RECORDS FOR THE EXERCISE Start Marker

//! Generic event dispatcher with topic-scoped and all-topic listeners.

use log::{debug, warn};
use serde::{Deserialize, Serialize};
use std::collections::BTreeMap;
use std::error::Error;
use std::fmt::{Debug, Display, Formatter};
use std::sync::Arc;

/// Event shape accepted by [`EventDispatcher`].
///
/// The topic is the discriminator used for scoped subscriptions (a registry
/// action, a lifecycle phase, a property name).
pub trait TopicEvent {
    type Topic: Ord + Clone + Debug;

    fn topic(&self) -> &Self::Topic;
}

/// Result returned by every listener callback.
pub type ListenerResult = Result<(), ListenerError>;

type Listener<E> = Arc<dyn Fn(&E) -> ListenerResult + Send + Sync>;

/// Failure reported by a listener callback.
#[derive(Debug, Clone, PartialEq, Eq)]
pub struct ListenerError {
    message: String,
}

impl ListenerError {
    pub fn new(message: impl Into<String>) -> Self {
        Self {
            message: message.into(),
        }
    }

    pub fn message(&self) -> &str {
        self.message.as_str()
    }
}

impl Display for ListenerError {
    fn fmt(&self, f: &mut Formatter<'_>) -> std::fmt::Result {
        write!(f, "{}", self.message)
    }
}

impl Error for ListenerError {}

/// Opaque handle returned by `subscribe*`, used to unsubscribe.
#[derive(Debug, Clone, Copy, PartialEq, Eq, PartialOrd, Ord, Hash)]
pub struct SubscriptionId(u64);

impl SubscriptionId {
    pub fn get(self) -> u64 {
        self.0
    }
}

impl Display for SubscriptionId {
    fn fmt(&self, f: &mut Formatter<'_>) -> std::fmt::Result {
        write!(f, "sub-{}", self.0)
    }
}

/// How a dispatcher reacts when a listener returns an error.
#[derive(Debug, Clone, Copy, Default, PartialEq, Eq, Serialize, Deserialize)]
#[serde(rename_all = "snake_case")]
pub enum FaultPolicy {
    /// Stop delivery at the first failing listener and return the fault.
    #[default]
    Propagate,
    /// Log the fault, keep delivering, and report success.
    Isolate,
}

/// Publish-time errors.
#[derive(Debug, Clone, PartialEq, Eq)]
pub enum DispatchError {
    ListenerFault {
        dispatcher: &'static str,
        subscription: SubscriptionId,
        error: ListenerError,
    },
}

impl Display for DispatchError {
    fn fmt(&self, f: &mut Formatter<'_>) -> std::fmt::Result {
        match self {
            Self::ListenerFault {
                dispatcher,
                subscription,
                error,
            } => write!(
                f,
                "listener {subscription} on `{dispatcher}` failed: {error}"
            ),
        }
    }
}

impl Error for DispatchError {
    fn source(&self) -> Option<&(dyn Error + 'static)> {
        match self {
            Self::ListenerFault { error, .. } => Some(error),
        }
    }
}

struct Subscriber<E> {
    id: SubscriptionId,
    listener: Listener<E>,
}

impl<E> Clone for Subscriber<E> {
    fn clone(&self) -> Self {
        Self {
            id: self.id,
            listener: Arc::clone(&self.listener),
        }
    }
}

/// Two-tier listener store for one event type.
pub struct EventDispatcher<E: TopicEvent> {
    name: &'static str,
    policy: FaultPolicy,
    next_id: u64,
    all: Vec<Subscriber<E>>,
    scoped: BTreeMap<E::Topic, Vec<Subscriber<E>>>,
}

impl<E: TopicEvent> EventDispatcher<E> {
    /// Creates an empty dispatcher. `name` labels log records and faults.
    pub fn new(name: &'static str) -> Self {
        Self::with_policy(name, FaultPolicy::default())
    }

    pub fn with_policy(name: &'static str, policy: FaultPolicy) -> Self {
        Self {
            name,
            policy,
            next_id: 0,
            all: Vec::new(),
            scoped: BTreeMap::new(),
        }
    }

    pub fn name(&self) -> &'static str {
        self.name
    }

    pub fn fault_policy(&self) -> FaultPolicy {
        self.policy
    }

    pub fn set_fault_policy(&mut self, policy: FaultPolicy) {
        self.policy = policy;
    }

    /// Subscribes `listener` to every published event.
    pub fn subscribe_all<F>(&mut self, listener: F) -> SubscriptionId
    where
        F: Fn(&E) -> ListenerResult + Send + Sync + 'static,
    {
        let subscriber = self.make_subscriber(listener);
        let id = subscriber.id;
        self.all.push(subscriber);
        debug!(
            "event=listener_subscribe module=dispatch dispatcher={} scope=all subscription={}",
            self.name, id
        );
        id
    }

    /// Subscribes `listener` to events whose topic equals `topic`.
    pub fn subscribe<F>(&mut self, topic: E::Topic, listener: F) -> SubscriptionId
    where
        F: Fn(&E) -> ListenerResult + Send + Sync + 'static,
    {
        let subscriber = self.make_subscriber(listener);
        let id = subscriber.id;
        debug!(
            "event=listener_subscribe module=dispatch dispatcher={} scope={:?} subscription={}",
            self.name, topic, id
        );
        self.scoped.entry(topic).or_default().push(subscriber);
        id
    }

    /// Removes one subscription from whichever tier holds it.
    ///
    /// Returns `false` when the subscription is unknown (already removed).
    pub fn unsubscribe(&mut self, id: SubscriptionId) -> bool {
        if let Some(index) = self.all.iter().position(|s| s.id == id) {
            self.all.remove(index);
            debug!(
                "event=listener_unsubscribe module=dispatch dispatcher={} scope=all subscription={}",
                self.name, id
            );
            return true;
        }

        let mut emptied = None;
        let mut removed = false;
        for (topic, subscribers) in self.scoped.iter_mut() {
            if let Some(index) = subscribers.iter().position(|s| s.id == id) {
                subscribers.remove(index);
                removed = true;
                if subscribers.is_empty() {
                    emptied = Some(topic.clone());
                }
                break;
            }
        }
        if let Some(topic) = emptied {
            self.scoped.remove(&topic);
        }

        if removed {
            debug!(
                "event=listener_unsubscribe module=dispatch dispatcher={} scope=topic subscription={}",
                self.name, id
            );
        }
        removed
    }

    /// Delivers `event` to topic listeners, then to all-topic listeners.
    ///
    /// Returns the number of listeners that completed without error. Under
    /// [`FaultPolicy::Propagate`] the first listener error stops delivery and
    /// is returned; under [`FaultPolicy::Isolate`] it is logged and skipped.
    pub fn publish(&self, event: &E) -> Result<usize, DispatchError> {
        let targets = self.snapshot(event.topic());
        let mut delivered = 0;

        for subscriber in targets {
            match (subscriber.listener)(event) {
                Ok(()) => delivered += 1,
                Err(error) => match self.policy {
                    FaultPolicy::Propagate => {
                        warn!(
                            "event=listener_fault module=dispatch dispatcher={} topic={:?} subscription={} policy=propagate error={}",
                            self.name,
                            event.topic(),
                            subscriber.id,
                            error
                        );
                        return Err(DispatchError::ListenerFault {
                            dispatcher: self.name,
                            subscription: subscriber.id,
                            error,
                        });
                    }
                    FaultPolicy::Isolate => {
                        warn!(
                            "event=listener_fault module=dispatch dispatcher={} topic={:?} subscription={} policy=isolate error={}",
                            self.name,
                            event.topic(),
                            subscriber.id,
                            error
                        );
                    }
                },
            }
        }

        Ok(delivered)
    }

    /// Total number of live subscriptions across both tiers.
    pub fn listener_count(&self) -> usize {
        self.all.len() + self.scoped.values().map(Vec::len).sum::<usize>()
    }

    pub fn topic_listener_count(&self, topic: &E::Topic) -> usize {
        self.scoped.get(topic).map_or(0, Vec::len)
    }

    pub fn all_listener_count(&self) -> usize {
        self.all.len()
    }

    /// Drops every subscription. Subscription ids are never reused.
    pub fn clear(&mut self) {
        self.all.clear();
        self.scoped.clear();
    }

    fn make_subscriber<F>(&mut self, listener: F) -> Subscriber<E>
    where
        F: Fn(&E) -> ListenerResult + Send + Sync + 'static,
    {
        self.next_id += 1;
        Subscriber {
            id: SubscriptionId(self.next_id),
            listener: Arc::new(listener),
        }
    }

    // Delivery runs over a copy so the listener lists are never borrowed while
    // callbacks execute.
    fn snapshot(&self, topic: &E::Topic) -> Vec<Subscriber<E>> {
        let scoped = self.scoped.get(topic).map_or(&[][..], Vec::as_slice);
        scoped.iter().chain(self.all.iter()).cloned().collect()
    }
}

impl<E: TopicEvent> Debug for EventDispatcher<E> {
    fn fmt(&self, f: &mut Formatter<'_>) -> std::fmt::Result {
        f.debug_struct("EventDispatcher")
            .field("name", &self.name)
            .field("policy", &self.policy)
            .field("all", &self.all.len())
            .field("scoped_topics", &self.scoped.keys().collect::<Vec<_>>())
            .finish()
    }
}

#[cfg(test)]
mod tests {
    use super::{
        DispatchError, EventDispatcher, FaultPolicy, ListenerError, SubscriptionId, TopicEvent,
    };
    use std::sync::{Arc, Mutex};

    #[derive(Debug)]
    struct Ping {
        topic: String,
    }

    impl Ping {
        fn new(topic: &str) -> Self {
            Self {
                topic: topic.to_string(),
            }
        }
    }

    impl TopicEvent for Ping {
        type Topic = String;

        fn topic(&self) -> &String {
            &self.topic
        }
    }

    fn recorder() -> Arc<Mutex<Vec<String>>> {
        Arc::new(Mutex::new(Vec::new()))
    }

    #[test]
    fn delivers_topic_listeners_before_all_listeners() {
        let seen = recorder();
        let mut dispatcher = EventDispatcher::<Ping>::new("test");

        let log = Arc::clone(&seen);
        dispatcher.subscribe_all(move |_| {
            log.lock().expect("recorder lock").push("all-1".to_string());
            Ok(())
        });
        let log = Arc::clone(&seen);
        dispatcher.subscribe("x".to_string(), move |_| {
            log.lock().expect("recorder lock").push("x-1".to_string());
            Ok(())
        });
        let log = Arc::clone(&seen);
        dispatcher.subscribe_all(move |_| {
            log.lock().expect("recorder lock").push("all-2".to_string());
            Ok(())
        });
        let log = Arc::clone(&seen);
        dispatcher.subscribe("x".to_string(), move |_| {
            log.lock().expect("recorder lock").push("x-2".to_string());
            Ok(())
        });

        let delivered = dispatcher.publish(&Ping::new("x")).expect("publish");
        assert_eq!(delivered, 4);
        assert_eq!(
            *seen.lock().expect("recorder lock"),
            vec!["x-1", "x-2", "all-1", "all-2"]
        );
    }

    #[test]
    fn other_topics_reach_only_all_listeners() {
        let seen = recorder();
        let mut dispatcher = EventDispatcher::<Ping>::new("test");
        let log = Arc::clone(&seen);
        dispatcher.subscribe("x".to_string(), move |_| {
            log.lock().expect("recorder lock").push("x".to_string());
            Ok(())
        });
        let log = Arc::clone(&seen);
        dispatcher.subscribe_all(move |event| {
            log.lock().expect("recorder lock").push(event.topic.clone());
            Ok(())
        });

        dispatcher.publish(&Ping::new("y")).expect("publish");
        assert_eq!(*seen.lock().expect("recorder lock"), vec!["y"]);
    }

    #[test]
    fn unsubscribe_is_idempotent_and_prunes_empty_topics() {
        let mut dispatcher = EventDispatcher::<Ping>::new("test");
        let id = dispatcher.subscribe("x".to_string(), |_| Ok(()));
        assert_eq!(dispatcher.topic_listener_count(&"x".to_string()), 1);

        assert!(dispatcher.unsubscribe(id));
        assert!(!dispatcher.unsubscribe(id));
        assert_eq!(dispatcher.listener_count(), 0);
        assert!(dispatcher.scoped.is_empty());
    }

    #[test]
    fn subscription_ids_are_not_reused_after_clear() {
        let mut dispatcher = EventDispatcher::<Ping>::new("test");
        let first = dispatcher.subscribe_all(|_| Ok(()));
        dispatcher.clear();
        let second = dispatcher.subscribe_all(|_| Ok(()));
        assert_ne!(first, second);
        assert!(second.get() > first.get());
        assert!(!dispatcher.unsubscribe(SubscriptionId(first.get())));
    }

    #[test]
    fn propagate_policy_stops_at_first_fault() {
        let seen = recorder();
        let mut dispatcher = EventDispatcher::<Ping>::new("test");
        let failing = dispatcher.subscribe("x".to_string(), |_| Err(ListenerError::new("boom")));
        let log = Arc::clone(&seen);
        dispatcher.subscribe_all(move |_| {
            log.lock().expect("recorder lock").push("all".to_string());
            Ok(())
        });

        let err = dispatcher
            .publish(&Ping::new("x"))
            .expect_err("fault should propagate");
        match err {
            DispatchError::ListenerFault {
                dispatcher,
                subscription,
                error,
            } => {
                assert_eq!(dispatcher, "test");
                assert_eq!(subscription, failing);
                assert_eq!(error.message(), "boom");
            }
        }
        assert!(seen.lock().expect("recorder lock").is_empty());
    }

    #[test]
    fn isolate_policy_keeps_delivering() {
        let seen = recorder();
        let mut dispatcher = EventDispatcher::<Ping>::with_policy("test", FaultPolicy::Isolate);
        dispatcher.subscribe("x".to_string(), |_| Err(ListenerError::new("boom")));
        let log = Arc::clone(&seen);
        dispatcher.subscribe_all(move |_| {
            log.lock().expect("recorder lock").push("all".to_string());
            Ok(())
        });

        let delivered = dispatcher
            .publish(&Ping::new("x"))
            .expect("isolated fault should not fail publish");
        assert_eq!(delivered, 1);
        assert_eq!(*seen.lock().expect("recorder lock"), vec!["all"]);
    }

    #[test]
    fn fault_policy_deserializes_from_snake_case() {
        let policy: FaultPolicy = serde_json::from_str("\"isolate\"").expect("policy parse");
        assert_eq!(policy, FaultPolicy::Isolate);
        assert_eq!(FaultPolicy::default(), FaultPolicy::Propagate);
    }
}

RECORDS FOR THE EXERCISE End Marker

### [YOUR OBJECTIVE]
Which lines hold the word "Subscribes"? Return all of them from the records above.

### [RESULT]
    /// Subscribes `listener` to every published event.
    /// Subscribes `listener` to events whose topic equals `topic`.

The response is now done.